§ Your objective
Find the word "source" in the records and copy every line where it occurs.

§ Material for this exercise

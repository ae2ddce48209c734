use std::collections::HashMap;

use futures::future::try_join_all;
use tracing::{debug, info};

use crate::backend::TileBackend;
use crate::error::BackendError;
use crate::layer::LayerRegistry;
use crate::query::{self, GEOMETRY_COLUMN};

/// Attribute columns of every layer, discovered once before serving.
///
/// Vector tile encoding needs an explicit attribute list, so the columns of
/// each layer are read once at startup. The cache is never refreshed; a schema change needs a
/// restart.
#[derive(Clone, Debug, Default)]
pub struct FieldCache {
    fields: HashMap<String, Vec<String>>,
}

/// A layer whose column discovery query failed.
#[derive(Debug, thiserror::Error)]
#[error("Unable to discover fields of layer {layer:?}: {source}")]
pub struct FieldDiscoveryError {
    pub layer: String,
    #[source]
    pub source: BackendError,
}

impl FieldCache {
    /// Discovers the columns of every registered layer. Any failure aborts the
    /// whole population.
    pub async fn populate(
        registry: &LayerRegistry,
        backend: &dyn TileBackend,
    ) -> Result<FieldCache, FieldDiscoveryError> {
        let lookups = registry.iter().map(|layer| async move {
            let sample = query::column_sample(layer);
            let columns = backend
                .describe_columns(&sample)
                .await
                .map_err(|source| FieldDiscoveryError {
                    layer: layer.name.clone(),
                    source,
                })?;
            debug!(layer = %layer.name, ?columns, "discovered layer columns");
            Ok::<_, FieldDiscoveryError>((layer.name.clone(), columns))
        });

        let fields = try_join_all(lookups).await?;
        info!(layers = fields.len(), "field cache populated");

        Ok(FieldCache::from_columns(fields))
    }

    /// Builds a cache from known column lists; `geometry` is dropped.
    pub fn from_columns<I>(layers: I) -> FieldCache
    where
        I: IntoIterator<Item = (String, Vec<String>)>,
    {
        let fields = layers
            .into_iter()
            .map(|(layer, columns)| {
                let mut attributes: Vec<String> = Vec::with_capacity(columns.len());
                for column in columns {
                    if column != GEOMETRY_COLUMN && !attributes.contains(&column) {
                        attributes.push(column);
                    }
                }
                (layer, attributes)
            })
            .collect();

        FieldCache { fields }
    }

    /// Attribute columns of a layer; empty for unknown layers.
    pub fn get(&self, layer: &str) -> &[String] {
        self.fields.get(layer).map(Vec::as_slice).unwrap_or(&[])
    }
}

#[cfg(test)]
mod tests {
    use super::*;
    use crate::backend::testing::FakeBackend;
    use crate::query::QueryParam;

    #[tokio::test]
    async fn test_populate_reads_every_layer() {
        let registry = LayerRegistry::builtin().unwrap();
        let backend = FakeBackend::empty().with_columns(&["geometry", "inspireid"]);

        let cache = FieldCache::populate(&registry, &backend).await.unwrap();

        assert_eq!(registry.len(), backend.describe_calls());
        assert_eq!(0, backend.fetch_calls());
        assert_eq!(&["inspireid".to_owned()], cache.get("addresses"));
        assert_eq!(&["inspireid".to_owned()], cache.get("buildings"));
        assert!(cache.get("nonexistent").is_empty());
    }

    #[tokio::test]
    async fn test_populate_fails_fast() {
        let registry = LayerRegistry::builtin().unwrap();
        let backend =
            FakeBackend::failing(BackendError::QueryConstruction("relation does not exist".into()));

        let err = FieldCache::populate(&registry, &backend).await.unwrap_err();
        assert!(matches!(err.source, BackendError::QueryConstruction(_)));
    }

    #[tokio::test]
    async fn test_populate_stays_inside_layer_bounds() {
        let registry = LayerRegistry::from(
            "layers:\n  - name: national\n    bounds: [-9.0, 49.75, 2.01, 61.01]\n    query: SELECT geom AS geometry FROM t WHERE geom && ST_Transform(!bbox!, 27700)\n",
        )
        .unwrap();
        let backend = FakeBackend::empty().with_columns(&["geometry"]);

        FieldCache::populate(&registry, &backend).await.unwrap();

        let sample = backend.last_query().unwrap();
        assert_eq!(
            vec![
                QueryParam::Float(-9.0),
                QueryParam::Float(49.75),
                QueryParam::Float(2.01),
                QueryParam::Float(61.01),
                QueryParam::Int(4326),
            ],
            sample.params
        );
    }

    #[test]
    fn test_geometry_never_cached() {
        let cache = FieldCache::from_columns(vec![(
            "a".to_owned(),
            vec!["geometry".into(), "id".into(), "name".into(), "id".into()],
        )]);
        assert_eq!(&["id".to_owned(), "name".to_owned()], cache.get("a"));
    }
}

§ Problem solution
#[error("Unable to discover fields of layer {layer:?}: {source}")]
    #[source]
    pub source: BackendError,
                .map_err(|source| FieldDiscoveryError {
                    source,
        assert!(matches!(err.source, BackendError::QueryConstruction(_)));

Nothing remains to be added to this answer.